The Clarión population of the critically endangered Townsend's shearwater (Puffinus auricularis) was probably extirpated in 1988 due to the feral pigs' depredations on the young and nesting birds.

===Plants===
Endemic plant taxa of Clarion are:
- Aristida tenuifolia
- Ipomoea halierca
- Physalis clarionensis

Brickellia peninsularis var. amphithalassaBulbostylis nesiotica, Cheilanthes peninsularis var. insularis, Cyperus duripes, Euphorbia anthonyi, Nicotiana stocktonii, Perityle socorrosensis, Spermacoce nesiotica and Zapoteca formosa ssp. rosei are Revillagigedo endemics which Clarion shares with either San Benedicto or Socorro.

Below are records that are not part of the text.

//! Connection lifecycle state for one bridge.
//!
//! The connection moves `Disconnected -> Connecting -> Ready` and back.
//! Linking and the reconnect policy are tracked alongside as flags.

use std::fmt;

/// Where the game connection is in its lifecycle.
#[derive(Debug, Clone, Copy, PartialEq, Eq, Default)]
pub enum ConnectionState {
    #[default]
    Disconnected,
    Connecting,
    Ready,
}

impl fmt::Display for ConnectionState {
    fn fmt(&self, f: &mut fmt::Formatter<'_>) -> fmt::Result {
        let name = match self {
            ConnectionState::Disconnected => "disconnected",
            ConnectionState::Connecting => "connecting",
            ConnectionState::Ready => "ready",
        };
        f.write_str(name)
    }
}

/// Lifecycle state plus the orthogonal flags.
#[derive(Debug, Clone, Copy, PartialEq, Eq)]
pub struct BridgeState {
    connection: ConnectionState,
    is_linked: bool,
    should_reconnect: bool,
}

impl Default for BridgeState {
    fn default() -> Self {
        Self {
            connection: ConnectionState::Disconnected,
            is_linked: false,
            should_reconnect: true,
        }
    }
}

impl BridgeState {
    pub fn new() -> Self {
        Self::default()
    }

    pub fn connection(&self) -> ConnectionState {
        self.connection
    }

    pub fn is_ready(&self) -> bool {
        self.connection == ConnectionState::Ready
    }

    pub fn is_linked(&self) -> bool {
        self.is_linked
    }

    pub fn should_reconnect(&self) -> bool {
        self.should_reconnect
    }

    /// Start a connection attempt. Returns false if one is live or in flight.
    pub fn begin_connect(&mut self) -> bool {
        if self.connection != ConnectionState::Disconnected {
            return false;
        }
        self.connection = ConnectionState::Connecting;
        true
    }

    /// Mark the player spawned. Only valid while connecting.
    pub fn mark_ready(&mut self) -> bool {
        if self.connection != ConnectionState::Connecting {
            return false;
        }
        self.connection = ConnectionState::Ready;
        true
    }

    /// Go back to disconnected. Linking does not survive a disconnect.
    pub fn mark_disconnected(&mut self) -> ConnectionState {
        let previous = self.connection;
        self.connection = ConnectionState::Disconnected;
        self.is_linked = false;
        previous
    }

    pub fn set_linked(&mut self, linked: bool) {
        self.is_linked = linked;
    }

    /// Stop reconnecting for good.
    pub fn disable_reconnect(&mut self) {
        self.should_reconnect = false;
    }
}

Whether Teucrium townsendii var. townsendii is the same plant as on San Benedicto is not conclusively determined.

There has not been recent dedicated research on the impact the sheep and rabbits had on the local flora. While no plants seem to have gone extinct on the other Revillagigedo Islands, Clarion is one of the most heavily affected by introduced herbivores.